The research into Johns Hopkins's ties to slavery was conducted by Martha Jones, Society of Black Alumni Presidential Professor and professor of history at the Baltimore university, and Allison Seyler, program manager of the Hopkins Retrospective, an initiative studying the university’s history.

“For most of the last century, our institutions believed Johns Hopkins to be an early and staunch abolitionist whose father, a committed Quaker, had freed the family’s enslaved people in 1807,” senior leaders at Johns Hopkins and Johns Hopkins Medicine wrote in a universitywide message Wednesday. “But over the past several months, research being done as a part of the Hopkins Retrospective has caused us to question this narrative. We now have government census records that state Mr. Hopkins was the owner of one enslaved person listed in his household in 1840 and four enslaved people listed in 1850. By the 1860 census, there are no enslaved persons listed in the household.”

“There is no comprehensive biography of Mr. Hopkins and considerable additional research will be needed before we have a full picture of his life -- research that we will be pursuing vigorously in the months ahead,” they wrote. “But we felt it was important to share this new information with you now, as part of our ongoing work, announced last summer, to deepen our historical understanding of the legacy of racism in our country, our city, and our institutions.”
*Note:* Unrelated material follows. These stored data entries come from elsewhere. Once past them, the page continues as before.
//! The fallback walk over candidate tiers.

use crate::router::gate::Availability;
use crate::router::types::RouteEvent;
use crate::tier::ProviderTier;

/// Walk the preferred tier and then the fallback chain, returning the first
/// tier whose gate passes.
///
/// `gate` is evaluated once per candidate in order; its verdicts for gated
/// candidates are collected as [`RouteEvent`]s so the caller can surface
/// them however it likes. Returns `None` when every candidate is gated —
/// the caller decides what exhaustion means. This function performs no
/// logging and no mutation of its own.
pub fn select_tier(
    preferred: ProviderTier,
    fallback_chain: &[ProviderTier],
    mut gate: impl FnMut(ProviderTier) -> Availability,
) -> (Option<ProviderTier>, Vec<RouteEvent>) {
    let mut events = Vec::new();

    let verdict = gate(preferred);
    if verdict.is_available() {
        return (Some(preferred), events);
    }
    events.push(RouteEvent::GateFailed {
        tier: preferred,
        verdict,
    });
    events.push(RouteEvent::FallbackEngaged { preferred });

    for &candidate in fallback_chain {
        let verdict = gate(candidate);
        if verdict.is_available() {
            return (Some(candidate), events);
        }
        events.push(RouteEvent::GateFailed {
            tier: candidate,
            verdict,
        });
    }

    (None, events)
}
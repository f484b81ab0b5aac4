use std::time::Duration;

// Complexity scoring
pub const BASELINE_COMPLEXITY: i32 = 5;
pub const MIN_COMPLEXITY: u8 = 1;
pub const MAX_COMPLEXITY: u8 = 10;

// Cost estimation (currency units per token)
pub const DEFAULT_ESTIMATED_TOKENS: u32 = 500;
pub const INPUT_TOKEN_RATE: f64 = 0.00001;
pub const OUTPUT_TOKEN_RATE: f64 = 0.00002;

// Tier preference thresholds (inclusive lower bounds)
pub const OPUS_COMPLEXITY_THRESHOLD: u8 = 8;
pub const SONNET_COMPLEXITY_THRESHOLD: u8 = 5;

// Usage reset windows
pub const MINUTE_WINDOW: Duration = Duration::from_secs(60);
pub const DAY_WINDOW: Duration = Duration::from_secs(24 * 60 * 60);
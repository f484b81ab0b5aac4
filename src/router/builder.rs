use crate::errors::{RouterError, RouterResult};
use crate::router::manager::TierRouter;
use crate::router::types::{ProviderConfig, QuotaConfig};
use crate::tier::{ProviderTier, TierTable};

/// TierRouter builder.
///
/// Collects per-tier quota settings and the fallback chain, then validates
/// the configuration contract at `build()`: every tier must be configured,
/// exactly once, with usable quotas.
pub struct RouterBuilder {
    providers: Vec<ProviderConfig>,
    fallback_chain: Vec<ProviderTier>,
}

impl RouterBuilder {
    /// Creates a new builder with no providers configured.
    pub fn new() -> Self {
        RouterBuilder {
            providers: Vec::new(),
            fallback_chain: Vec::new(),
        }
    }

    /// Configure a provider tier with its model and quotas.
    pub fn provider(
        mut self,
        tier: ProviderTier,
        model: impl Into<String>,
        daily_budget: f64,
        requests_per_minute: u32,
    ) -> Self {
        self.providers.push(ProviderConfig {
            tier,
            model: model.into(),
            quotas: QuotaConfig {
                daily_budget,
                requests_per_minute,
            },
        });
        self
    }

    /// Set the fallback chain, tried in the given order when the preferred
    /// tier is gated.
    pub fn fallback_chain(mut self, chain: impl IntoIterator<Item = ProviderTier>) -> Self {
        self.fallback_chain = chain.into_iter().collect();
        self
    }

    /// Consumes the builder and constructs the `TierRouter`.
    ///
    /// Fails with `ConfigError` if a tier is missing or duplicated, or if a
    /// tier's quotas are unusable (zero requests per minute, negative or
    /// non-finite budget).
    pub fn build(self) -> RouterResult<TierRouter> {
        let mut opus: Option<ProviderConfig> = None;
        let mut sonnet: Option<ProviderConfig> = None;
        let mut haiku: Option<ProviderConfig> = None;

        for provider in self.providers {
            if provider.quotas.requests_per_minute == 0 {
                return Err(RouterError::ConfigError(format!(
                    "requests_per_minute must be at least 1 for tier '{}'",
                    provider.tier
                )));
            }
            if !provider.quotas.daily_budget.is_finite() || provider.quotas.daily_budget < 0.0 {
                return Err(RouterError::ConfigError(format!(
                    "daily_budget must be a non-negative amount for tier '{}', got {}",
                    provider.tier, provider.quotas.daily_budget
                )));
            }

            let slot = match provider.tier {
                ProviderTier::AnthropicOpus => &mut opus,
                ProviderTier::AnthropicSonnet => &mut sonnet,
                ProviderTier::AnthropicHaiku => &mut haiku,
            };
            if slot.is_some() {
                return Err(RouterError::ConfigError(format!(
                    "Tier '{}' configured more than once",
                    provider.tier
                )));
            }
            *slot = Some(provider);
        }

        match (opus, sonnet, haiku) {
            (Some(opus), Some(sonnet), Some(haiku)) => Ok(TierRouter::from_parts(
                TierTable::new(opus, sonnet, haiku),
                self.fallback_chain,
            )),
            (opus, sonnet, haiku) => {
                let mut missing: Vec<&str> = Vec::new();
                if opus.is_none() {
                    missing.push(ProviderTier::AnthropicOpus.as_str());
                }
                if sonnet.is_none() {
                    missing.push(ProviderTier::AnthropicSonnet.as_str());
                }
                if haiku.is_none() {
                    missing.push(ProviderTier::AnthropicHaiku.as_str());
                }
                Err(RouterError::ConfigError(format!(
                    "Missing provider configuration for: {}\n  \
                     → Selection can prefer any tier, so every tier needs quotas",
                    missing.join(", ")
                )))
            }
        }
    }
}

impl Default for RouterBuilder {
    fn default() -> Self {
        Self::new()
    }
}
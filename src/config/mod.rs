//! Configuration module for TOML-based router configuration.
//!
//! This module provides the ability to configure the router using TOML
//! files instead of the builder pattern, making it easier to manage
//! quota settings declaratively.
//!
//! # Example Configuration File
//!
//! ```toml
//! [[providers]]
//! tier = "anthropic_opus"
//! model = "claude-opus-4-5"
//! quotas = { daily_budget = 2.0, requests_per_minute = 5 }
//!
//! [[providers]]
//! tier = "anthropic_sonnet"
//! quotas = { daily_budget = 1.5, requests_per_minute = 10 }
//!
//! [[providers]]
//! tier = "anthropic_haiku"
//! quotas = { daily_budget = 1.0, requests_per_minute = 20 }
//!
//! [routing]
//! fallback_chain = ["anthropic_sonnet", "anthropic_haiku"]
//! ```
//!
//! Every tier must carry a `[[providers]]` entry: the complexity preference
//! map can select any of them, and a tier without quotas would only be
//! discovered at routing time.

mod types;
mod loader;

pub use types::{Config, ProviderEntry, QuotasEntry, RoutingEntry};
pub use loader::{load_config, parse_config};
//! Projected dollar cost for a task.

use crate::constants::{DEFAULT_ESTIMATED_TOKENS, INPUT_TOKEN_RATE, OUTPUT_TOKEN_RATE};
use crate::router::types::Task;

/// Estimate the dollar cost of running a task.
///
/// The `complexity` argument does not currently enter the formula; it is
/// kept in the signature so tier-dependent pricing can be introduced
/// without an API break. No rounding happens here: values are rounded at
/// display time only.
pub fn estimate_cost(task: &Task, _complexity: u8) -> f64 {
    let tokens = task.estimated_tokens.unwrap_or(DEFAULT_ESTIMATED_TOKENS) as f64;
    tokens * INPUT_TOKEN_RATE + tokens * OUTPUT_TOKEN_RATE
}
//! Usage-log line formatting and parsing.
//!
//! The line shape is a stable contract between the router (producer) and
//! dashboard tooling (consumer): `[API] <tier>: <tokens> tokens, $<cost>`
//! with the cost carrying four decimals. Change both sides together or not
//! at all.

use std::str::FromStr;
use std::sync::OnceLock;

use regex::Regex;

use crate::tier::ProviderTier;

/// One successfully parsed usage-log line.
#[derive(Debug, Clone, PartialEq)]
pub struct ParsedCall {
    pub tier: ProviderTier,
    pub tokens: u64,
    pub cost: f64,
}

/// Format the usage-log line for one completed call.
pub fn format_usage_line(tier: ProviderTier, tokens: u64, cost: f64) -> String {
    format!("[API] {}: {} tokens, ${:.4}", tier.as_str(), tokens, cost)
}

fn usage_line_regex() -> &'static Regex {
    static RE: OnceLock<Regex> = OnceLock::new();
    RE.get_or_init(|| Regex::new(r"\[API\] (\w+): (\d+) tokens, \$([0-9.]+)").unwrap())
}

/// Parse a usage-log line.
///
/// Returns `None` for anything that does not match the contract — an
/// unknown tier key, a non-numeric field, or unrelated log noise. Malformed
/// lines are skipped by aggregation, never fatal.
pub fn parse_usage_line(line: &str) -> Option<ParsedCall> {
    let caps = usage_line_regex().captures(line)?;
    let tier = ProviderTier::from_str(caps.get(1)?.as_str()).ok()?;
    let tokens = caps.get(2)?.as_str().parse().ok()?;
    let cost = caps.get(3)?.as_str().parse().ok()?;
    Some(ParsedCall { tier, tokens, cost })
}
//! The availability gate: pass/fail against a tier's quotas.

use std::fmt;

use crate::router::tracker::UsageRecord;
use crate::router::types::QuotaConfig;

/// The verdict of a gate check.
///
/// Budget is checked before the rate limit, so when both ceilings are hit
/// the budget verdict wins (it is the more actionable diagnostic).
#[derive(Debug, Clone, PartialEq)]
pub enum Availability {
    Available,
    BudgetExhausted { spent: f64, budget: f64 },
    RateLimited { requests: u32, limit: u32 },
}

impl Availability {
    pub fn is_available(&self) -> bool {
        matches!(self, Availability::Available)
    }
}

impl fmt::Display for Availability {
    fn fmt(&self, f: &mut fmt::Formatter<'_>) -> fmt::Result {
        match self {
            Availability::Available => write!(f, "available"),
            Availability::BudgetExhausted { spent, budget } => {
                write!(f, "daily budget exceeded (${:.4} spent, ${:.4} budget)", spent, budget)
            }
            Availability::RateLimited { requests, limit } => {
                write!(f, "rate limit reached ({}/{} requests this minute)", requests, limit)
            }
        }
    }
}

/// Check a tier's current usage against its quotas.
///
/// Pure and idempotent: repeated checks without an intervening usage record
/// return the same verdict.
pub fn check(quotas: &QuotaConfig, usage: &UsageRecord) -> Availability {
    if usage.daily_spend >= quotas.daily_budget {
        return Availability::BudgetExhausted {
            spent: usage.daily_spend,
            budget: quotas.daily_budget,
        };
    }

    if usage.requests_this_minute >= quotas.requests_per_minute {
        return Availability::RateLimited {
            requests: usage.requests_this_minute,
            limit: quotas.requests_per_minute,
        };
    }

    Availability::Available
}
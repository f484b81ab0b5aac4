use log::info;
use tierllm::{
    use_logging, DashboardData, ProviderTier, RouterResult, Task, TierRouter,
};

fn main() -> RouterResult<()> {
    use_logging();

    info!("Starting tier routing example");

    let mut router = TierRouter::builder()
        .provider(ProviderTier::AnthropicOpus, "claude-opus-4-5", 2.0, 5)
        .provider(ProviderTier::AnthropicSonnet, "claude-sonnet-4-5", 1.5, 10)
        .provider(ProviderTier::AnthropicHaiku, "claude-haiku-4-5", 1.0, 20)
        .fallback_chain([ProviderTier::AnthropicSonnet, ProviderTier::AnthropicHaiku])
        .build()?;

    let tasks = vec![
        (
            "Complex financial analysis",
            Task::new("financial_analysis")
                .multiple_sources(true)
                .requires_reasoning(true)
                .estimated_tokens(2000),
        ),
        (
            "Data extraction",
            Task::new("data_extraction").estimated_tokens(1000),
        ),
        (
            "Simple classification",
            Task::new("classification").estimated_tokens(100),
        ),
        ("Formatting", Task::new("formatting").estimated_tokens(200)),
    ];

    let mut usage_log = Vec::new();

    for (label, task) in &tasks {
        let decision = router.route(task)?;
        println!(
            "{}: complexity {}/10 -> {} (est. ${:.4})",
            label,
            decision.assessment.complexity,
            decision.provider.model,
            decision.assessment.estimated_cost
        );

        // The caller would invoke the provider here; we just report the
        // estimated usage back as if the call completed.
        let line = router.log_api_call(
            decision.tier(),
            decision.assessment.estimated_tokens as u64,
            decision.assessment.estimated_cost,
        );
        usage_log.push(line);
    }

    let dashboard = DashboardData::from_lines(&usage_log);
    println!("\nDashboard:");
    match dashboard.to_json() {
        Ok(json) => println!("{}", json),
        Err(e) => eprintln!("failed to serialize dashboard data: {}", e),
    }

    Ok(())
}
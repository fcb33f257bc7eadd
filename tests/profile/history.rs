use crate::common;
use serde_json::json;
use zwiftpower_rs::{PowerBests, profile};

#[test]
fn bests_take_the_maximum_of_each_metric() {
    let history = json!({
        "data": [
            {
                "name": "mads hedelund",
                "tname": "DBR",
                "w5": ["1012", 0],
                "w15": [880, 0],
                "w60": ["455", 0],
                "w300": ["330", 0],
                "w1200": ["280", 0],
                "hrmax": ["181", 0]
            },
            {
                "name": "mads hedelund",
                "tname": "DBR",
                "w5": ["990", 0],
                "w15": ["901", 0],
                "w60": [470.6, 0],
                "w300": ["", 0],
                "w1200": ["291W", 0],
                "hrmax": [0, 0]
            },
            { "name": "mads hedelund" }
        ]
    });

    let best = PowerBests::from_history(514_502, &history).unwrap();
    assert_eq!(
        best,
        PowerBests {
            name: "mads hedelund".into(),
            team: "DBR".into(),
            race_count: 3,
            w5: 1012,
            w15: 901,
            w60: 470,
            w300: 330,
            w1200: 291,
            hr_max: 181,
        }
    );
}

#[test]
fn missing_name_falls_back_to_athlete_id() {
    let history = json!({ "data": [ { "w5": ["700", 0] } ] });
    let best = PowerBests::from_history(87_402, &history).unwrap();
    assert_eq!(best.name, "Athlete 87402");
    assert_eq!(best.team, "");
    assert_eq!(best.w5, 700);
}

#[test]
fn no_races_means_no_bests() {
    assert_eq!(PowerBests::from_history(1, &json!({ "data": [] })), None);
    assert_eq!(PowerBests::from_history(1, &json!({})), None);
}

#[tokio::test]
async fn power_bests_are_loaded_from_cached_history() {
    let server = common::setup_server();
    let _site = common::mock_site(&server);
    let history = common::mock_json(
        &server,
        "/cache3/profile/87402_all.json",
        r#"{"data":[{"name":"A Rider","tname":"TEAM","w5":["950",0],"hrmax":["176",0]}]}"#,
    );

    let mut client = common::client_for(&server);
    let best = profile::load_power_bests(&mut client, 87_402)
        .await
        .unwrap()
        .unwrap();

    history.assert();
    assert_eq!(best.name, "A Rider");
    assert_eq!(best.w5, 950);
    assert_eq!(best.hr_max, 176);
}
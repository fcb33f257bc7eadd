//! Team roster and results endpoints.

use serde_json::Value;

use crate::core::net::{api3_url, get_json};
use crate::{ZpClient, ZpError};

async fn team_action(client: &mut ZpClient, action: &str, team_id: u64) -> Result<Value, ZpError> {
    let id = team_id.to_string();
    let url = api3_url(client.base_url(), action, &[("id", id.as_str())])?;
    get_json(client, url).await
}

/// Fetches the riders currently on a team.
///
/// # Errors
///
/// Returns `ZpError` if no session is available, the request fails, or the
/// body is not JSON.
pub async fn team_riders(client: &mut ZpClient, team_id: u64) -> Result<Value, ZpError> {
    team_action(client, "team_riders", team_id).await
}

/// Fetches riders with pending applications to a team.
///
/// # Errors
///
/// Same as [`team_riders`].
pub async fn team_pending(client: &mut ZpClient, team_id: u64) -> Result<Value, ZpError> {
    team_action(client, "team_pending", team_id).await
}

/// Fetches recent race results of a team's riders.
///
/// # Errors
///
/// Same as [`team_riders`].
pub async fn team_results(client: &mut ZpClient, team_id: u64) -> Result<Value, ZpError> {
    team_action(client, "team_results", team_id).await
}
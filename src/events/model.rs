use serde::Serialize;
use serde_json::Value;

/// All per-event documents except live results, as returned by the site.
#[derive(Debug, Clone, PartialEq, Serialize)]
pub struct EventData {
    pub view: Value,
    pub zwift: Value,
    pub primes: Value,
    pub signups: Value,
    pub sprints: Value,
}
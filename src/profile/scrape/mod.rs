//! Scrape the summary fields out of a rider's profile page.
//!
//! Each field is located on its own: every row whose `<th>` contains the
//! field's label, then that row's `<td>`. A missing or reshaped row only loses
//! that field.

pub(crate) mod extract;

use scraper::{ElementRef, Html, Selector};

use super::{ProfileSummary, Standing};
use extract::{cell_text, parse_count};
pub use extract::{parse_race_ranking, parse_zpoints};

fn selector(css: &str) -> Selector {
    Selector::parse(css).expect("static selector")
}

/// Scrapes a profile page body into a [`ProfileSummary`].
///
/// Returns the all-`None` summary when the page has no profile information
/// table (unknown rider, or a page shape this parser does not recognise).
pub fn scrape_profile(html: &str) -> ProfileSummary {
    let doc = Html::parse_document(html);
    let Some(table) = profile_table(&doc) else {
        return ProfileSummary::default();
    };

    let ranking = race_ranking(table);
    let zp = zpoints(table);
    ProfileSummary {
        profile_name: profile_name(&doc),
        race_ranking_pts: ranking.points,
        race_ranking_place: ranking.place,
        zwift_racing_score: zwift_racing_score(table),
        z_points: zp.points,
        z_points_place: zp.place,
        country: country(table),
    }
}

/// The `table#profile_information` element, if present.
pub fn profile_table(doc: &Html) -> Option<ElementRef<'_>> {
    doc.select(&selector("table#profile_information")).next()
}

/// Display name from the results tab link.
pub fn profile_name(doc: &Html) -> Option<String> {
    doc.select(&selector(r##"a[href="#tab-results"][data-toggle="tab"]"##))
        .next()
        .map(cell_text)
}

/// The "Race Ranking" rows: decimal points and overall place.
pub fn race_ranking(table: ElementRef<'_>) -> Standing<f64> {
    labelled_cells(table, "Race Ranking")
        .map(|td| parse_race_ranking(&cell_text(td)))
        .fold(Standing::default(), latest)
}

/// The "Zwift Racing Score" rows: the bold number in the cell.
pub fn zwift_racing_score(table: ElementRef<'_>) -> Option<u32> {
    let bold = selector("b");
    labelled_cells(table, "Zwift Racing Score")
        .filter_map(|td| td.select(&bold).next())
        .filter_map(|b| parse_count(&cell_text(b)))
        .last()
}

/// The "ZPoints" rows: integer points and place.
pub fn zpoints(table: ElementRef<'_>) -> Standing<u32> {
    labelled_cells(table, "ZPoints")
        .map(|td| parse_zpoints(&cell_text(td)))
        .fold(Standing::default(), latest)
}

pub fn country(table: ElementRef<'_>) -> Option<String> {
    labelled_cells(table, "Country").map(cell_text).last()
}

/// First `<td>` of every row whose `<th>` text contains `label`, in document
/// order. When several rows match, the last parsable value wins.
fn labelled_cells<'a>(
    table: ElementRef<'a>,
    label: &'a str,
) -> impl Iterator<Item = ElementRef<'a>> + 'a {
    let (tr, th, td) = (selector("tr"), selector("th"), selector("td"));
    table.select(&tr).collect::<Vec<_>>().into_iter().filter_map(move |row| {
        let header = row.select(&th).next()?;
        if !header.text().collect::<String>().contains(label) {
            return None;
        }
        row.select(&td).next()
    })
}

/// Keeps each part of `acc` unless `next` parsed a value for it.
fn latest<P>(acc: Standing<P>, next: Standing<P>) -> Standing<P> {
    Standing {
        points: next.points.or(acc.points),
        place: next.place.or(acc.place),
    }
}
Johns Hopkins leaders wrote they are “fully committed to continuing this research wherever it may lead.” They said the university will join the Universities Studying Slavery consortium and that they have asked Jones to bring together a group of colleagues to propose initiatives exploring the links between Johns Hopkins and slavery.

"In many ways, there's little that is remarkable, in the context of the awful history of slavery in the United States, that a man of Johns Hopkins' wealth and status was a slaveholder," Jones said in a university news article. "While that doesn't surprise me, the discovery does leave me with as many questions as answers, because we know too little about, in particular, the enslaved people in Hopkins' household -- who they were, what their lives were like, where and how they made their way after they were no longer enslaved. And I remain unsettled that we may not be able to know as much about them as we should want to know, and need to know, in order to tell the whole story."